– Да, именно это я и хочу сказать, – не терпящим возражения тоном произнес явно обозленный врач. – Надо вызывать конвой и везти этого чудика, который уже завтра может оказаться жмуриком, в горбольницу. А иначе…
Он явно сбрасывал с себя ответственность за жизнь подследственного, которому вскоре, возможно, придется сколачивать деревянный бушлат.
– Так куда ж его везти такого? – смирившись с этим решением, уныло произнес корпусной, и его состояние можно было понять. Привези он сейчас в больницу измордованного подследственного, на котором нет живого места, об этом тут же будет знать весь город, а пресса поднимет такой вой, что мало не покажется. И в то же время… случись вдруг во время дежурства смерть арестованного, тем более москвича, за которым неизвестно кто стоит, и начни прокуратура раскручивать это дело… Это уже попахивало служебным расследованием со всеми вытекающими последствиями.

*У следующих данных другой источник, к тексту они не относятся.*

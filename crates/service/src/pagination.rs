//! Pagination utilities for service layer
//!
//! Provides a simple `Pagination` struct, input normalization and the `Page`
//! envelope returned by paginated reads.

use serde::{Deserialize, Serialize};

/// Pagination parameters
#[derive(Clone, Copy, Debug, PartialEq, Eq, Serialize, Deserialize)]
pub struct Pagination {
    /// 1-based page index
    pub page: u64,
    /// items per page
    pub per_page: u64,
}

impl Pagination {
    pub fn new(page: u64, per_page: u64) -> Self {
        Self { page, per_page }
    }

    /// Clamp to `page >= 1` and `per_page >= 1`. Large pages are honored.
    pub fn clamped(self) -> Self {
        Self {
            page: self.page.max(1),
            per_page: self.per_page.max(1),
        }
    }

    /// Clamp and convert to a 0-based page index plus page size
    pub fn normalize(self) -> (u64, u64) {
        let p = self.clamped();
        (p.page - 1, p.per_page)
    }
}

impl Default for Pagination {
    fn default() -> Self { Self { page: 1, per_page: 10 } }
}

/// One page of results with navigation flags.
#[derive(Clone, Debug, PartialEq, Serialize)]
pub struct Page<T> {
    pub total: u64,
    pub page: u64,
    pub per_page: u64,
    pub results: Vec<T>,
    pub has_next: bool,
    pub has_prev: bool,
}

impl<T> Page<T> {
    pub fn new(opts: Pagination, total: u64, results: Vec<T>) -> Self {
        let Pagination { page, per_page } = opts.clamped();
        Self {
            total,
            page,
            per_page,
            results,
            has_next: page.saturating_mul(per_page) < total,
            has_prev: page > 1,
        }
    }
}
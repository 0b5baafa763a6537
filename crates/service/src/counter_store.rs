//! `CounterStore`: the boundary callers use to record inspection counts.
//!
//! Failures never escape as errors here. They are logged with their
//! classification and turned into `false` / `None`, while "no active counter"
//! is an ordinary negative answer.

use std::backtrace::{Backtrace, BacktraceStatus};

use migration::MigratorTrait;
use sea_orm::DatabaseConnection;
use tracing::{error, info};

use models::counter::{self, Tally};
use models::db::DatabaseConfig;
use models::part::PartTally;

use crate::counter_service;
use crate::errors::ServiceError;
use crate::pagination::{Page, Pagination};

#[derive(Clone, Debug)]
pub struct CounterStore {
    db: DatabaseConnection,
}

impl CounterStore {
    /// Apply the table prefix, connect and create the schema if absent.
    pub async fn open(cfg: &DatabaseConfig) -> Result<Self, ServiceError> {
        let table = common::naming::set_table_prefix(&cfg.table_prefix)?;
        let db = models::db::connect_with_config(cfg)
            .await
            .map_err(|e| ServiceError::Connect(format!("{e:#}")))?;
        migration::Migrator::up(&db, None).await?;
        info!(event = "store_ready", table, "counter store ready");
        Ok(Self { db })
    }

    /// Wrap a connection whose schema is already in place.
    pub fn from_connection(db: DatabaseConnection) -> Self {
        Self { db }
    }

    pub fn connection(&self) -> &DatabaseConnection {
        &self.db
    }

    pub async fn save_result(&self, location: &str, tally: Tally, custom_fields: &str, active: bool) -> bool {
        match counter_service::save_result(&self.db, location, tally, custom_fields, active).await {
            Ok(_) => true,
            Err(e) => {
                report("save_result", location, &e);
                false
            }
        }
    }

    pub async fn save_part_result(&self, location: &str, tally: PartTally) -> bool {
        match counter_service::save_part_result(&self.db, location, tally).await {
            Ok(updated) => updated.is_some(),
            Err(e) => {
                report("save_part_result", location, &e);
                false
            }
        }
    }

    pub async fn close_current_count(&self, location: &str) -> bool {
        match counter_service::close_current_count(&self.db, location).await {
            Ok(closed) => closed.is_some(),
            Err(e) => {
                report("close_current_count", location, &e);
                false
            }
        }
    }

    pub async fn get_current_count(&self, key: &str) -> Option<counter::Model> {
        counter_service::get_current_count(&self.db, key)
            .await
            .unwrap_or_else(|e| {
                report("get_current_count", key, &e);
                None
            })
    }

    pub async fn get_count(&self, id: i32) -> Option<counter::Model> {
        counter_service::get_count(&self.db, id).await.unwrap_or_else(|e| {
            report("get_count", &id.to_string(), &e);
            None
        })
    }

    pub async fn get_paginated(&self, key: &str, page: u64, per_page: u64) -> Option<Page<counter::Model>> {
        match counter_service::get_paginated(&self.db, key, Pagination::new(page, per_page)).await {
            Ok(page) => Some(page),
            Err(e) => {
                report("get_paginated", key, &e);
                None
            }
        }
    }
}

/// Log a failed operation. `key` is the location, or the id for `get_count`.
///
/// The trace is the reporting call site's stack, captured only when
/// `RUST_BACKTRACE` enables it; the failure's origin is in `error`.
fn report(op: &'static str, key: &str, err: &ServiceError) {
    error!(op, %key, kind = err.kind(), error = %err, "counter operation failed");
    let call_site = Backtrace::capture();
    if call_site.status() == BacktraceStatus::Captured {
        error!(op, %key, backtrace = %call_site, "call site of failed operation");
    }
}

#[cfg(test)]
mod tests {
    use super::*;
    use crate::test_support::{get_shared_store, get_store, unique_location};
    use futures::future::join_all;
    use sea_orm::{ActiveModelTrait, ColumnTrait, ConnectionTrait, DbBackend, EntityTrait, PaginatorTrait, QueryFilter, Set};
    use serde_json::json;
    use std::sync::Arc;
    use std::time::Duration;
    use tokio::sync::Barrier;

    async fn rows_for(store: &CounterStore, location: &str) -> u64 {
        counter::Entity::find()
            .filter(counter::Column::Location.eq(location))
            .count(store.connection())
            .await
            .expect("count rows")
    }

    #[tokio::test]
    async fn first_save_creates_active_counter() -> Result<(), anyhow::Error> {
        let store = get_store().await?;
        let loc = unique_location("line1");
        let tally = Tally { total: 100, source: 95, defects: 5, correct: 90 };

        assert!(store.save_result(&loc, tally, "", true).await);

        let current = store.get_current_count(&loc).await.expect("active counter");
        assert!(current.active);
        assert_eq!(current.location, loc);
        assert_eq!(
            (current.total_count, current.source_count, current.defects_count, current.correct_count),
            (100, 95, 5, 90)
        );
        assert_eq!(rows_for(&store, &loc).await, 1);
        Ok(())
    }

    #[tokio::test]
    async fn second_save_updates_in_place() -> Result<(), anyhow::Error> {
        let store = get_store().await?;
        let loc = unique_location("line");
        assert!(store.save_result(&loc, Tally { total: 1, ..Tally::default() }, "", true).await);
        let first = store.get_current_count(&loc).await.expect("created");

        tokio::time::sleep(Duration::from_millis(20)).await;
        assert!(store.save_result(&loc, Tally { total: 7, correct: 7, ..Tally::default() }, "", true).await);
        let second = store.get_current_count(&loc).await.expect("updated");

        assert_eq!(second.id, first.id);
        assert_eq!(second.created_at, first.created_at);
        assert!(second.updated_at > first.updated_at);
        assert_eq!((second.total_count, second.correct_count), (7, 7));
        assert_eq!(rows_for(&store, &loc).await, 1);
        Ok(())
    }

    #[tokio::test]
    async fn custom_fields_merge_across_saves() -> Result<(), anyhow::Error> {
        let store = get_store().await?;
        let loc = unique_location("line");
        assert!(store.save_result(&loc, Tally::default(), r#"{"a": 1}"#, true).await);
        assert!(store.save_result(&loc, Tally::default(), r#"{"a": 1}"#, true).await);
        let once = store.get_current_count(&loc).await.expect("row");
        assert_eq!(once.custom_fields.as_deref(), Some(r#"{"a": 1}"#));

        assert!(store.save_result(&loc, Tally::default(), r#"{"a": 2, "operator": "Иван"}"#, true).await);
        assert!(store.save_result(&loc, Tally::default(), "", true).await);
        let merged = store.get_current_count(&loc).await.expect("row");
        assert_eq!(
            serde_json::Value::Object(merged.decoded_custom_fields()?),
            json!({"a": 2, "operator": "Иван"})
        );
        assert!(merged.custom_fields.as_deref().is_some_and(str::is_ascii));
        Ok(())
    }

    #[tokio::test]
    async fn part_without_active_counter_is_a_no_op() -> Result<(), anyhow::Error> {
        let store = get_store().await?;
        let loc = unique_location("idle");
        assert!(!store.save_part_result(&loc, PartTally { current: 1, ..PartTally::default() }).await);
        assert_eq!(rows_for(&store, &loc).await, 0);
        Ok(())
    }

    #[tokio::test]
    async fn parts_accumulate_newest_first() -> Result<(), anyhow::Error> {
        let store = get_store().await?;
        let loc = unique_location("parts");
        assert!(store.save_result(&loc, Tally::default(), "", true).await);
        let before = store.get_current_count(&loc).await.expect("row");

        for current in 1..=5 {
            let tally = PartTally { current, total: current * 10, defects: 1, correct: current * 10 - 1 };
            assert!(store.save_part_result(&loc, tally).await);
        }

        let after = store.get_current_count(&loc).await.expect("row");
        let parts = after.decoded_parts()?;
        assert_eq!(parts.len(), 5);
        assert!(parts.windows(2).all(|w| w[0].created_at >= w[1].created_at));
        assert_eq!(after.id, before.id);
        assert_eq!(after.tally(), before.tally());
        assert!(after.updated_at >= before.updated_at);
        Ok(())
    }

    #[tokio::test]
    async fn closing_then_saving_starts_a_new_counter() -> Result<(), anyhow::Error> {
        let store = get_store().await?;
        let loc = unique_location("shift");
        assert!(store.save_result(&loc, Tally { total: 3, ..Tally::default() }, "", true).await);
        let old = store.get_current_count(&loc).await.expect("row");

        assert!(store.close_current_count(&loc).await);
        assert!(store.get_current_count(&loc).await.is_none());
        assert!(!store.close_current_count(&loc).await);

        assert!(store.save_result(&loc, Tally { total: 1, ..Tally::default() }, "", true).await);
        let fresh = store.get_current_count(&loc).await.expect("row");
        assert_ne!(fresh.id, old.id);
        assert_eq!(fresh.total_count, 1);

        let retired = store.get_count(old.id).await.expect("old row kept");
        assert!(!retired.active);
        assert_eq!(retired.total_count, 3);
        assert_eq!(rows_for(&store, &loc).await, 2);
        Ok(())
    }

    #[tokio::test]
    async fn get_count_misses_unknown_id() -> Result<(), anyhow::Error> {
        let store = get_store().await?;
        assert!(store.get_count(i32::MAX).await.is_none());
        Ok(())
    }

    #[tokio::test]
    async fn pagination_over_fifteen_rows() -> Result<(), anyhow::Error> {
        let store = get_store().await?;
        let loc = unique_location("paged");
        for total in 0..15 {
            assert!(store.save_result(&loc, Tally { total, ..Tally::default() }, "", true).await);
            assert!(store.close_current_count(&loc).await);
        }

        let page = store.get_paginated(&loc, 2, 10).await.expect("page");
        assert_eq!(page.total, 15);
        assert_eq!(page.results.len(), 5);
        assert!(!page.has_next);
        assert!(page.has_prev);
        assert_eq!(page.results[0].total_count, 10);

        let first = store.get_paginated(&loc, 0, 0).await.expect("clamped page");
        assert_eq!((first.page, first.per_page), (1, 1));
        assert_eq!(first.results.len(), 1);
        assert!(first.has_next);

        let empty = store.get_paginated(&unique_location("none"), 1, 10).await.expect("empty page");
        assert_eq!(empty.total, 0);
        assert!(empty.results.is_empty());
        Ok(())
    }

    #[tokio::test]
    async fn corrupt_custom_fields_fail_without_changes() -> Result<(), anyhow::Error> {
        let store = get_store().await?;
        let loc = unique_location("corrupt");
        assert!(store.save_result(&loc, Tally { total: 4, ..Tally::default() }, "", true).await);
        let row = store.get_current_count(&loc).await.expect("row");
        let mut am: counter::ActiveModel = row.clone().into();
        am.custom_fields = Set(Some("{broken".into()));
        am.update(store.connection()).await?;

        assert!(!store.save_result(&loc, Tally { total: 9, ..Tally::default() }, r#"{"a": 1}"#, true).await);
        let after = store.get_current_count(&loc).await.expect("row");
        assert_eq!(after.total_count, 4);
        assert_eq!(after.custom_fields.as_deref(), Some("{broken"));
        Ok(())
    }

    #[tokio::test]
    async fn negative_counts_are_refused() -> Result<(), anyhow::Error> {
        let store = get_store().await?;
        let loc = unique_location("neg");
        assert!(!store.save_result(&loc, Tally { defects: -3, ..Tally::default() }, "", true).await);
        assert_eq!(rows_for(&store, &loc).await, 0);
        Ok(())
    }

    #[tokio::test]
    async fn concurrent_first_saves_leave_one_active_counter() -> Result<(), anyhow::Error> {
        let (store, _dir) = get_shared_store().await?;
        let loc = unique_location("race");
        let db = store.connection().clone();
        let barrier = Arc::new(Barrier::new(8));

        let handles = (0..8).map(|total| {
            let db = db.clone();
            let loc = loc.clone();
            let barrier = barrier.clone();
            tokio::spawn(async move {
                barrier.wait().await;
                counter_service::save_result(&db, &loc, Tally { total, ..Tally::default() }, "", true).await
            })
        });
        let outcomes: Vec<_> = join_all(handles)
            .await
            .into_iter()
            .map(|joined| joined.expect("task panicked"))
            .collect();

        assert!(outcomes.iter().any(Result::is_ok));
        // Postgres lets every transaction read "no active row", so losers hit
        // the unique index. SQLite serialises writers and may refuse a stale
        // writer as busy instead.
        let allowed: &[&str] = match db.get_database_backend() {
            DbBackend::Postgres => &["conflict"],
            _ => &["conflict", "storage"],
        };
        for err in outcomes.iter().filter_map(|o| o.as_ref().err()) {
            assert!(allowed.contains(&err.kind()), "unexpected failure: {err}");
        }

        let active = counter::Entity::find()
            .filter(counter::Column::Location.eq(loc.as_str()))
            .filter(counter::Column::Active.eq(true))
            .count(&db)
            .await?;
        assert_eq!(active, 1);
        assert!(store.get_current_count(&loc).await.is_some());
        Ok(())
    }

    #[tokio::test]
    async fn get_count_failures_are_reported_with_the_id() -> Result<(), anyhow::Error> {
        let store = CounterStore::open(&DatabaseConfig::in_memory()).await?;
        let log = tempfile::NamedTempFile::new()?;
        let subscriber = tracing_subscriber::fmt()
            .with_ansi(false)
            .with_writer(std::sync::Mutex::new(log.reopen()?))
            .finish();
        let _guard = tracing::subscriber::set_default(subscriber);

        store
            .connection()
            .execute_unprepared(&format!("DROP TABLE {}", common::naming::counter_table()))
            .await?;
        assert!(store.get_count(42).await.is_none());

        let logged = std::fs::read_to_string(log.path())?;
        assert!(logged.contains("get_count"), "{logged}");
        assert!(logged.contains("key=42"), "{logged}");
        assert!(logged.contains("storage"), "{logged}");
        Ok(())
    }
}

– Раньше надо было думать, – хмуро пробубнил фельдшер, накрывая Антона простыней. – А сейчас вызывай своих контролеров, чтобы помогли привести в божеский вид этого жмурика. В больницу повезем.
…Теперь Крымова мяли пальцы дежурного врача хирургического отделения городской больницы. Несмотря на субботний вечер, этот мужик оказался на удивление трезвым, и после прощупывания брюшной полости пришел к заключению, что больного придется оперировать.
– Когда? – хмуро спросил старший конвоя.
– Что когда? – не понял хирург, ополаскивая под краном руки.
– Оперировать когда будете?
– Ну-у, во-первых, придется все анализы сделать, так что не раньше чем в понедельник, – пожал плечами врач, и Седой увидел, с какой неприязнью он покосился на прапорщика. Потом спросил, кивнув на синюшного от побоев пациента (а ведь старался, очень старался тюремный лепила, прибирая своего клиента в горбольницу, даже кровяные подтеки спиртом протер и голову от спекшейся крови отмыл): – Что, клиент, поди, с нар ненароком упал?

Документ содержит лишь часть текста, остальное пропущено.